Collected data:
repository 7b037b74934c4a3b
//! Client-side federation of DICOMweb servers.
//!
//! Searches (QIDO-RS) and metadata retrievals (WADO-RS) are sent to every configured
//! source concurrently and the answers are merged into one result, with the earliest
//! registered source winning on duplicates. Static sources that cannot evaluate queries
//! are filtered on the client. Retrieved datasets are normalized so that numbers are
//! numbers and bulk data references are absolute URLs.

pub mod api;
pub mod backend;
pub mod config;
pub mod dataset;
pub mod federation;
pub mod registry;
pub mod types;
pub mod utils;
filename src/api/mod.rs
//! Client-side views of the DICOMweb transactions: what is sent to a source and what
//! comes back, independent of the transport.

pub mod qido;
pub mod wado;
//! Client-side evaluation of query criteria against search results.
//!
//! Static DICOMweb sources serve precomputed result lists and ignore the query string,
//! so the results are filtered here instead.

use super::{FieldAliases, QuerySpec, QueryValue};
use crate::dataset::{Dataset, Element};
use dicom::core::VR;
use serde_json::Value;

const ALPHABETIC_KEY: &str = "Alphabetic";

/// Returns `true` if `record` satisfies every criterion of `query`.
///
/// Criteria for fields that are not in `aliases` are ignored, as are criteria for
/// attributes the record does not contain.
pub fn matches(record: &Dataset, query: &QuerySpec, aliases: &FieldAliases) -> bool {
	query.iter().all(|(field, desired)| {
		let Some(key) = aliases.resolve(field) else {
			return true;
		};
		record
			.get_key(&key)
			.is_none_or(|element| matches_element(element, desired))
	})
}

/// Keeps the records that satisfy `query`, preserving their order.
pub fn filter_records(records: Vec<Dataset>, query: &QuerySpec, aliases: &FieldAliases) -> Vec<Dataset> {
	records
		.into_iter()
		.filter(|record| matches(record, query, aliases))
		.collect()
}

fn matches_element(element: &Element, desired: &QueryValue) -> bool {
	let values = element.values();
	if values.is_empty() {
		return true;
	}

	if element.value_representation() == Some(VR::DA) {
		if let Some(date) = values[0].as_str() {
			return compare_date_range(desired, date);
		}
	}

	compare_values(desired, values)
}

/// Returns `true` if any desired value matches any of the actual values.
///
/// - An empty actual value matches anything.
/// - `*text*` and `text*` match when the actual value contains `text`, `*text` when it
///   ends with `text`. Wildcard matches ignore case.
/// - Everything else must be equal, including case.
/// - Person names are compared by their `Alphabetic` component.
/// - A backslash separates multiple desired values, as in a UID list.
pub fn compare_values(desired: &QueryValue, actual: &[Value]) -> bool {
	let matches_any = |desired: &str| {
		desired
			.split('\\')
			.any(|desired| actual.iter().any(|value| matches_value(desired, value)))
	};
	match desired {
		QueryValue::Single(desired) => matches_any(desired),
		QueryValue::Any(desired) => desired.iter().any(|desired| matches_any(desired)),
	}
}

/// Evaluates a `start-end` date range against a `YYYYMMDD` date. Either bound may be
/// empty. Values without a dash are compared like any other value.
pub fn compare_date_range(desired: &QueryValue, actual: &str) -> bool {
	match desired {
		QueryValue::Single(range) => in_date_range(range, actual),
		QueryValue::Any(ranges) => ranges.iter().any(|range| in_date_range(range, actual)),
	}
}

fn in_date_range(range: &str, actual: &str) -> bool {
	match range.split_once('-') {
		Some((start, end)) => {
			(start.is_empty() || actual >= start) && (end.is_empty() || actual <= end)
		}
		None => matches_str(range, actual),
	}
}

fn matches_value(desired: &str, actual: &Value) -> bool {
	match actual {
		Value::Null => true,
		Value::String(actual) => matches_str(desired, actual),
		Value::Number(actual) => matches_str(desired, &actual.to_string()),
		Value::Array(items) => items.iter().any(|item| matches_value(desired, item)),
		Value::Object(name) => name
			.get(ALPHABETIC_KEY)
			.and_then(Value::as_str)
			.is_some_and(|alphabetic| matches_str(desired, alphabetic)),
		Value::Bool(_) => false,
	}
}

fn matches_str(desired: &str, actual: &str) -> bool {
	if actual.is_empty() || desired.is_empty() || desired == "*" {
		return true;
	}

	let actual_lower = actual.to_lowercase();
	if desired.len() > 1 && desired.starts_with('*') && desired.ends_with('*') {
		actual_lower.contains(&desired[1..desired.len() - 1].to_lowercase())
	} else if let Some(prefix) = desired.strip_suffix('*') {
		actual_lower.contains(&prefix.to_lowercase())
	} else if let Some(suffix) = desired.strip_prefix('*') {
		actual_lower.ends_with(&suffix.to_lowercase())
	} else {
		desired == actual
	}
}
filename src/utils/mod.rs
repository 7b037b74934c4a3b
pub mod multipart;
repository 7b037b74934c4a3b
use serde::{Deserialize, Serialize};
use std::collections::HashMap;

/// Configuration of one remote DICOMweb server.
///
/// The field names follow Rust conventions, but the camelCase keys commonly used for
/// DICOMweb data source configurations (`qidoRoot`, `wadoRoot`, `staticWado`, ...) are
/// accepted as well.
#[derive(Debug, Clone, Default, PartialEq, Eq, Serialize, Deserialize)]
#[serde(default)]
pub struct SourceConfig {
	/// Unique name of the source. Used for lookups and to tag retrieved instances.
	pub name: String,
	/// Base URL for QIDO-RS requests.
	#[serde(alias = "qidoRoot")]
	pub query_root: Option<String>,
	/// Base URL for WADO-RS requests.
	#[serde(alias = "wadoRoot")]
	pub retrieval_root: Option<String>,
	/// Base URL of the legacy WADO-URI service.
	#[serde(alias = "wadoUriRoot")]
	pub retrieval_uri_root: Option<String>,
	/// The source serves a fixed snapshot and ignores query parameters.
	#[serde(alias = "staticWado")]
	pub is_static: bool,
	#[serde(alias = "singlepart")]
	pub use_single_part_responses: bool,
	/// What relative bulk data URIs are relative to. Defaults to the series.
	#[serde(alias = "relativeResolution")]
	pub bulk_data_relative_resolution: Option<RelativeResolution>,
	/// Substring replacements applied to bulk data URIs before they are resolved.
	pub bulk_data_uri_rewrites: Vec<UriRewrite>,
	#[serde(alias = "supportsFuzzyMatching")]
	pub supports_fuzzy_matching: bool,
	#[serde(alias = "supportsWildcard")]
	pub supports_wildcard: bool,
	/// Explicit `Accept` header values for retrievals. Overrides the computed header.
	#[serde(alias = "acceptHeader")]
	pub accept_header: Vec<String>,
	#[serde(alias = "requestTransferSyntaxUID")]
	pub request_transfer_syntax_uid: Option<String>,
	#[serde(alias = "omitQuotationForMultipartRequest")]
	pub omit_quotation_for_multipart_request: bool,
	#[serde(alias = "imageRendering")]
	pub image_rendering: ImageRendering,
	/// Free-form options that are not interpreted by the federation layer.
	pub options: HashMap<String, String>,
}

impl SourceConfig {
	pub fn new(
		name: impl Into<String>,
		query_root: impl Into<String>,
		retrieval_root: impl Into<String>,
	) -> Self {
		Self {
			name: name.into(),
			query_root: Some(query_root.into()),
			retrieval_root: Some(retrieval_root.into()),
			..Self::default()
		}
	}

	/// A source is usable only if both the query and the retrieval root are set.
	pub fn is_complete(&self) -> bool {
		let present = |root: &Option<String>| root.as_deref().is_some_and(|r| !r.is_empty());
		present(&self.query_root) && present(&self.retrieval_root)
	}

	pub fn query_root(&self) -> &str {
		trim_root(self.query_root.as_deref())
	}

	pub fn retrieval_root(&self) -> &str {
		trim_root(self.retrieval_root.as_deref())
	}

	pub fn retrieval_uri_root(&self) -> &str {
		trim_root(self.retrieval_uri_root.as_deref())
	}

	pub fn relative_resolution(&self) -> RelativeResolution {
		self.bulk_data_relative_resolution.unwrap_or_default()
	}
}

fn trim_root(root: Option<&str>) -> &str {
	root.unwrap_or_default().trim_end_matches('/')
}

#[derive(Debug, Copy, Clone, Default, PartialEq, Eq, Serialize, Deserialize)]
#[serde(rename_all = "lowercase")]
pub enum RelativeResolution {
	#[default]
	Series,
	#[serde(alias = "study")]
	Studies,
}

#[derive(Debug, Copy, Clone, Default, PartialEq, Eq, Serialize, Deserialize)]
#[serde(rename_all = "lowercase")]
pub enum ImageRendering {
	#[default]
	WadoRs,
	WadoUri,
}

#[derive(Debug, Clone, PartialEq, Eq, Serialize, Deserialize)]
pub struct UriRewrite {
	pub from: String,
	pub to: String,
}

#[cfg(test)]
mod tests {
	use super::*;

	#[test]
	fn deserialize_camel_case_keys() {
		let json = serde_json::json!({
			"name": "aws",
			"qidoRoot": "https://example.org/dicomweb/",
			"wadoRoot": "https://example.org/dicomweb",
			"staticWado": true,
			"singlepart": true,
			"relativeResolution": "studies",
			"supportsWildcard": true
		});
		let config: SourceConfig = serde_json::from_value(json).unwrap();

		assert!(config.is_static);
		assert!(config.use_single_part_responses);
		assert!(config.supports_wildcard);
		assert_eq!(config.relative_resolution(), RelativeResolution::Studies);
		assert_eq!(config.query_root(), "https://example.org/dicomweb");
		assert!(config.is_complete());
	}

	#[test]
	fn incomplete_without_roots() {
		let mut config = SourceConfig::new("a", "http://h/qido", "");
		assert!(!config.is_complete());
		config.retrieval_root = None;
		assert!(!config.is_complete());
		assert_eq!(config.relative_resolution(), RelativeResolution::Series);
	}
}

* PROBLEM TO SOLVE:
Lines holding "Clone": count them across the data and reply with the number alone.

* WRITTEN REPLY:
4